To wit: today, while on my regular house hunting meanderings, I drove past church.  The sign out front reads: Chinese Christian Church.  In most of the world, that's an oxymoron.  Not here.  Moreover, just across the street is a Hindu Samaj temple.

In the rest of my wanderings, I stopped to see 9 houses.  Some of them are beautiful.  Some are decidedly not beautiful.  One of them has a dessicated (and largely eaten) deer carcass.  Yep.  The place is vacant, so I poked around the house.  When I was done poking around the house I thought I walk a little of the areage.  Behind the stand of evergreens lies a pile of junk.  A 20' boat on a trailer, whose wheels are sunk 5" in the ground; tires; a heating oil drum; lawn chairs; a deer carcass.  I can not tell if the carcass was eaten by animals, or if the hunter butchered it.  What is clear is that this junk pile out back was used by someone who was not grandma.  And that she rarely went outside.  Because I think that deer would have stunk something mighty.

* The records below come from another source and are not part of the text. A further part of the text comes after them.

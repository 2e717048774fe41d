//! Persisted expense storage
//!
//! This module provides the `ExpenseStore` component that holds processed
//! expenses together with their computed split details. Split details are
//! computed once at ingest and stored here; balance queries walk the store
//! instead of recomputing splits.
//!
//! # Duplicate Handling
//!
//! Expense IDs must be unique. If a duplicate ID is encountered, only the
//! first occurrence is stored; the engine rejects the duplicate before it
//! reaches the store.

use crate::types::{ExpenseId, ProcessedExpense};
use std::collections::HashMap;

/// Stores processed expenses keyed by expense ID
pub struct ExpenseStore {
    /// Map of expense ID to processed expense
    expenses: HashMap<ExpenseId, ProcessedExpense>,
}

impl ExpenseStore {
    /// Create a new empty expense store
    pub fn new() -> Self {
        ExpenseStore {
            expenses: HashMap::new(),
        }
    }

    /// Store a processed expense
    ///
    /// If an expense with the same ID already exists, the new expense is
    /// ignored (first occurrence wins).
    ///
    /// # Arguments
    ///
    /// * `id` - The unique expense identifier
    /// * `expense` - The processed expense to store
    pub fn store(&mut self, id: ExpenseId, expense: ProcessedExpense) {
        self.expenses.entry(id).or_insert(expense);
    }

    /// Get a stored expense by ID
    ///
    /// # Returns
    ///
    /// * `Some(&ProcessedExpense)` - If the expense exists
    /// * `None` - If the expense ID is not found
    pub fn get(&self, id: ExpenseId) -> Option<&ProcessedExpense> {
        self.expenses.get(&id)
    }

    /// Iterate over all stored expenses
    ///
    /// Iteration order is unspecified; balance aggregation is commutative,
    /// so no ordering guarantee is required.
    pub fn iter(&self) -> impl Iterator<Item = &ProcessedExpense> {
        self.expenses.values()
    }

    /// Number of stored expenses
    pub fn len(&self) -> usize {
        self.expenses.len()
    }

    /// Whether the store holds no expenses
    pub fn is_empty(&self) -> bool {
        self.expenses.is_empty()
    }
}

impl Default for ExpenseStore {
    fn default() -> Self {
        Self::new()
    }
}
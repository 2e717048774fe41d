//! Settlement-related types for the Expense Settlement Engine
//!
//! This module defines the debt-relationship type produced by the debt
//! simplifier and the unit-of-account handling.

use super::member::{MemberBalance, MemberId};
use rust_decimal::Decimal;

/// Unit-of-account code attached to settlement suggestions
///
/// The engine operates in a single currency; the code is a configuration
/// value passed into the settle stage (never a constant baked into the
/// calculation logic), so multi-currency support can be reintroduced
/// without touching the calculators.
pub type CurrencyCode = String;

/// Default unit of account when the caller does not configure one
pub const DEFAULT_CURRENCY: &str = "EUR";

/// Lightweight member reference carried on settlement suggestions
///
/// Identifies one side of a debt relationship with enough context for
/// presentation without another directory lookup.
#[derive(Debug, Clone, PartialEq, Eq)]
pub struct MemberRef {
    /// The member ID
    pub member: MemberId,

    /// Display name
    pub name: String,

    /// Contact identifier (email)
    pub email: String,
}

impl From<&MemberBalance> for MemberRef {
    fn from(balance: &MemberBalance) -> Self {
        MemberRef {
            member: balance.member,
            name: balance.name.clone(),
            email: balance.email.clone(),
        }
    }
}

/// A suggested settlement payment between two members
///
/// Derived and ephemeral: recomputed on demand from net balances and
/// discarded after the response. Applying every relationship (debtor pays
/// creditor the stated amount) drives all balances to within tolerance of
/// zero.
#[derive(Debug, Clone, PartialEq)]
pub struct DebtRelationship {
    /// The debtor: the member who should pay
    pub from: MemberRef,

    /// The creditor: the member who should receive the payment
    pub to: MemberRef,

    /// Payment amount, positive, rounded to two decimals
    pub amount: Decimal,

    /// Unit of account the amount is denominated in
    pub currency: CurrencyCode,
}
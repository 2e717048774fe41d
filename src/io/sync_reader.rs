//! Synchronous CSV reader with iterator interface
//!
//! Provides a streaming iterator over expense records from a CSV file.
//! Delegates CSV format concerns to the csv_format module.
//!
//! # Design
//!
//! The SyncReader uses csv::Reader to read and deserialize CSV records
//! sequentially, delegating parsing and conversion to the csv_format
//! module. It maintains streaming behavior by processing CSV records one
//! at a time without loading the entire file into memory.
//!
//! # Iterator Interface
//!
//! SyncReader implements the Iterator trait, yielding
//! Result<ExpenseRecord, String> for each CSV row:
//!
//! ```no_run
//! use expense_settlement_engine::io::sync_reader::SyncReader;
//! use expense_settlement_engine::types::SplitMethod;
//! use std::path::Path;
//!
//! let reader = SyncReader::new(Path::new("expenses.csv"), SplitMethod::Equal).unwrap();
//! for result in reader {
//!     match result {
//!         Ok(record) => println!("Processing expense: {:?}", record),
//!         Err(e) => eprintln!("Error: {}", e),
//!     }
//! }
//! ```
//!
//! # Error Handling
//!
//! - Fatal errors (file not found, I/O errors) are returned from `new()`
//! - Individual record parsing errors are yielded as Err variants in the
//!   iterator
//! - Line numbers are included in error messages for debugging

use crate::io::csv_format::{convert_expense_record, CsvExpenseRecord};
use crate::types::{ExpenseRecord, SplitMethod};
use csv::{ReaderBuilder, Trim};
use std::fs::File;
use std::path::Path;

/// Synchronous CSV expense reader
///
/// Provides an iterator interface over expense records.
/// Maintains streaming behavior with constant memory usage.
#[derive(Debug)]
pub struct SyncReader {
    reader: csv::Reader<File>,
    default_method: SplitMethod,
    line_num: usize,
}

impl SyncReader {
    /// Create a new SyncReader from a file path
    ///
    /// Opens the CSV file and prepares it for streaming iteration.
    /// The CSV reader is configured to:
    /// - Trim whitespace from all fields
    /// - Allow flexible field counts (for the optional trailing fields)
    /// - Use an 8KB buffer for efficient I/O
    ///
    /// # Arguments
    ///
    /// * `path` - Path to the expenses CSV file
    /// * `default_method` - Household default split method substituted for
    ///   blank method fields
    ///
    /// # Returns
    ///
    /// * `Ok(SyncReader)` if file opened successfully
    /// * `Err(String)` if file could not be opened
    pub fn new(path: &Path, default_method: SplitMethod) -> Result<Self, String> {
        let file = File::open(path)
            .map_err(|e| format!("Failed to open file '{}': {}", path.display(), e))?;

        let reader = ReaderBuilder::new()
            .trim(Trim::All)
            .flexible(true)
            .buffer_capacity(8 * 1024)
            .from_reader(file);

        Ok(Self {
            reader,
            default_method,
            line_num: 0,
        })
    }
}

impl Iterator for SyncReader {
    type Item = Result<ExpenseRecord, String>;

    /// Get the next expense record from the CSV file
    ///
    /// This method:
    /// 1. Reads the next CSV row and deserializes it to CsvExpenseRecord
    /// 2. Converts it to an ExpenseRecord via csv_format
    /// 3. Includes line numbers in error messages for debugging
    ///
    /// # Returns
    ///
    /// * `Some(Ok(ExpenseRecord))` - Successfully parsed record
    /// * `Some(Err(String))` - Parse or conversion error with line number
    /// * `None` - End of file reached
    fn next(&mut self) -> Option<Self::Item> {
        let mut deserializer = self.reader.deserialize::<CsvExpenseRecord>();

        match deserializer.next()? {
            Ok(csv_record) => {
                self.line_num += 1;
                // Add line number context to any conversion errors
                Some(
                    convert_expense_record(csv_record, self.default_method)
                        .map_err(|e| format!("Line {}: {}", self.line_num + 1, e)),
                )
            }
            Err(e) => {
                self.line_num += 1;
                Some(Err(format!(
                    "Line {}: CSV parse error: {}",
                    self.line_num + 1,
                    e
                )))
            }
        }
    }
}
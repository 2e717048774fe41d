//! Batch ingest with payer-based partitioning
//!
//! This module provides the `BatchProcessor` struct, which ingests batches
//! of expense records concurrently by partitioning each batch by payer and
//! spawning a tokio task per payer.
//!
//! Balance aggregation is commutative, so ingest needs no ordering
//! guarantee for correctness; the partition simply spreads the split
//! computation across workers while keeping each payer's expenses in
//! their original order.

use std::collections::HashMap;
use std::sync::Arc;

use super::AsyncSettlementEngine;
use crate::types::{ExpenseRecord, MemberId, SettleError};

/// Result of ingesting a single expense
///
/// Contains the original expense record and the result of processing it.
#[derive(Debug, Clone)]
pub struct IngestResult {
    /// The expense record that was ingested
    pub record: ExpenseRecord,

    /// The result of ingest (success or error)
    pub result: Result<(), SettleError>,
}

/// Batch processor with payer-based partitioning
///
/// Cloneable and safe to share across async tasks; all state lives behind
/// the Arc-wrapped engine.
#[derive(Debug, Clone)]
pub struct BatchProcessor {
    /// Thread-safe expense ingest engine
    engine: Arc<AsyncSettlementEngine>,
}

impl BatchProcessor {
    /// Create a new BatchProcessor
    ///
    /// # Arguments
    ///
    /// * `engine` - Arc-wrapped AsyncSettlementEngine for expense ingest
    pub fn new(engine: Arc<AsyncSettlementEngine>) -> Self {
        Self { engine }
    }

    /// Partition a batch of expenses by resolved payer
    ///
    /// # Returns
    ///
    /// A HashMap where keys are payer IDs and values are that payer's
    /// expenses in their original order.
    ///
    /// # Guarantees
    ///
    /// - Each expense appears in exactly one sub-batch
    /// - No expenses are lost or duplicated
    /// - Expenses for each payer maintain their original order
    pub fn partition_by_payer(
        &self,
        batch: Vec<ExpenseRecord>,
    ) -> HashMap<MemberId, Vec<ExpenseRecord>> {
        let mut payer_batches: HashMap<MemberId, Vec<ExpenseRecord>> = HashMap::new();

        for record in batch {
            payer_batches.entry(record.payer()).or_default().push(record);
        }

        payer_batches
    }

    /// Ingest all expenses for a single payer sequentially
    ///
    /// Errors are captured per expense and do not stop processing;
    /// results are returned in input order.
    pub async fn process_payer_expenses(
        &self,
        expenses: Vec<ExpenseRecord>,
    ) -> Vec<IngestResult> {
        let mut results = Vec::with_capacity(expenses.len());

        for record in expenses {
            let result = self.engine.process_expense(record.clone());
            results.push(IngestResult { record, result });
        }

        results
    }

    /// Ingest a batch of expenses with payer-based partitioning
    ///
    /// Partitions the batch by payer, spawns a tokio task per payer, and
    /// collects all results. Results may be in a different order than the
    /// input due to concurrent processing.
    pub async fn process_batch(&self, batch: Vec<ExpenseRecord>) -> Vec<IngestResult> {
        let payer_batches = self.partition_by_payer(batch);

        let mut tasks = Vec::new();
        for (_payer, expenses) in payer_batches {
            let processor = self.clone();
            let task =
                tokio::spawn(async move { processor.process_payer_expenses(expenses).await });
            tasks.push(task);
        }

        let mut results = Vec::new();
        for task in tasks {
            match task.await {
                Ok(payer_results) => results.extend(payer_results),
                Err(e) => {
                    eprintln!("Task panicked: {:?}", e);
                }
            }
        }

        results
    }
}

#[cfg(test)]
mod tests {
    use super::*;
    use crate::core::directory::MemberDirectory;
    use crate::core::r#async::AsyncExpenseStore;
    use crate::types::{HouseholdProfile, MemberProfile, SplitMethod};
    use rust_decimal::Decimal;

    fn processor(members: &[u32]) -> BatchProcessor {
        let directory: MemberDirectory = members
            .iter()
            .map(|&id| {
                (
                    id,
                    MemberProfile {
                        name: format!("Member{}", id),
                        email: format!("member{}@example.com", id),
                    },
                )
            })
            .collect();
        let household = HouseholdProfile {
            members: members.to_vec(),
            member_weights: Vec::new(),
            default_split_method: SplitMethod::Equal,
        };
        let engine = Arc::new(AsyncSettlementEngine::new(
            Arc::new(directory),
            Arc::new(household),
            Arc::new(AsyncExpenseStore::new()),
        ));
        BatchProcessor::new(engine)
    }

    fn record(id: u64, owner: u32) -> ExpenseRecord {
        ExpenseRecord {
            id,
            amount: Decimal::new(1000, 2),
            method: SplitMethod::Equal,
            owner,
            paid_by: None,
            splits: Vec::new(),
        }
    }

    #[test]
    fn test_partition_empty_batch() {
        let processor = processor(&[1, 2]);

        let partitioned = processor.partition_by_payer(vec![]);

        assert_eq!(partitioned.len(), 0);
    }

    #[test]
    fn test_partition_groups_by_payer_and_keeps_order() {
        let processor = processor(&[1, 2]);

        let batch = vec![record(10, 1), record(20, 2), record(11, 1), record(12, 1)];
        let partitioned = processor.partition_by_payer(batch);

        assert_eq!(partitioned.len(), 2);
        let payer1: Vec<u64> = partitioned[&1].iter().map(|r| r.id).collect();
        assert_eq!(payer1, vec![10, 11, 12]);
        let payer2: Vec<u64> = partitioned[&2].iter().map(|r| r.id).collect();
        assert_eq!(payer2, vec![20]);
    }

    #[test]
    fn test_partition_uses_explicit_payer_over_owner() {
        let processor = processor(&[1, 2]);

        let mut rec = record(1, 1);
        rec.paid_by = Some(2);
        let partitioned = processor.partition_by_payer(vec![rec]);

        assert!(partitioned.contains_key(&2));
        assert!(!partitioned.contains_key(&1));
    }

    #[test]
    fn test_partition_loses_nothing() {
        let processor = processor(&[1, 2, 3]);

        let batch: Vec<ExpenseRecord> =
            (0..30).map(|i| record(i, (i % 3) as u32 + 1)).collect();
        let partitioned = processor.partition_by_payer(batch);

        let total: usize = partitioned.values().map(|v| v.len()).sum();
        assert_eq!(total, 30);
    }

    #[tokio::test]
    async fn test_process_payer_expenses_captures_errors() {
        let processor = processor(&[1, 2]);

        // Second record duplicates the first ID and must fail without
        // stopping the third
        let expenses = vec![record(1, 1), record(1, 1), record(2, 1)];
        let results = processor.process_payer_expenses(expenses).await;

        assert_eq!(results.len(), 3);
        assert!(results[0].result.is_ok());
        assert!(matches!(
            results[1].result,
            Err(SettleError::DuplicateExpense { .. })
        ));
        assert!(results[2].result.is_ok());
    }

    #[tokio::test]
    async fn test_process_batch_ingests_everything() {
        let processor = processor(&[1, 2, 3]);

        let batch: Vec<ExpenseRecord> =
            (0..60).map(|i| record(i, (i % 3) as u32 + 1)).collect();
        let results = processor.process_batch(batch).await;

        assert_eq!(results.len(), 60);
        assert!(results.iter().all(|r| r.result.is_ok()));
    }

    #[tokio::test]
    async fn test_process_batch_empty() {
        let processor = processor(&[1]);

        let results = processor.process_batch(vec![]).await;

        assert!(results.is_empty());
    }
}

Blogging early today, because I'm heading out to choir rehearsal tonight and won't get the chance later.

If you are curious about the housing situation here, go to www.realtor.com.  In the search spot near the top, put in these addresses.  These are places that we like so far:
7 dartantra dr, Hopewell Junction NY
9 memory lane, Hopewell Junction, NY
346 Bingham Rd, Marlboro NY
11 Russo Dr, Hopewell Junction NY
9 old mill rd, poughkeepsie, ny

These 5 all pass the "we could live here" test.  There are more that I haven't processed yet, but these have been through the photo review, I've seen them in person, and the numbers (sf, lot size, commute time, price) all work.

Sunday, February 19, 2012

#46 - More house hunting

Sunday, February 19

Today I am thankful that I don't have work tomorrow.  Because I have too much work to do.

Woke up, went to church. Came home, prepped a list of address to check out for possible homes.  Went to see them.  Out of the 8 I saw, I could picture us living happily in 3-4 of them.  I only got to see inside of 2 vacant ones.  But they are showing what I've come to expect - a good sized home on a good sized lot within 25 minutes from work.  Lots of homes to choose from here, which is excellent for us, of course.  Hoping the Beaverton house sells quickly so we can buy here before the summer rush.

hot shoes
I wore my new shoes for house hunting today.  They are some hot shoes.  I don't think my feet have been that hot in a very long time.  Being tall sometimes makes me feel like a stick figure.  In this case, I look like one, too.

One of the homes I really liked (one of the day's 2 best, actually) is 9 Memory Lane.  Of course I did some strolling, just to say I had done it.

Came home, finished making my weighed average house rating matrix, talked with Katrina, and posted a bunch o' pics to Google+.  Now it is 1am, and I must sleep.  Tomorrow is going to be busy.

Saturday, February 18, 2012

A kind of check list for job hunting

I entered the job hunt completely oblivious to how the process worked.  Indeed, you may accurately say that I quit my job before even knowing how to start looking for another one.  I did not know what questions to ask, who to ask them to, or what to do about the answers.

Speaking of which, I need to make a recommendation on someone's LinkedIn page.  Be right back.

Okay.  That's done.

This post is not part of my 365, but rather something that I have felt I needed to write for some time now.  I'm settled into my new job, and am so glad I did exactly what I did when I did.  Everything worked out perfectly.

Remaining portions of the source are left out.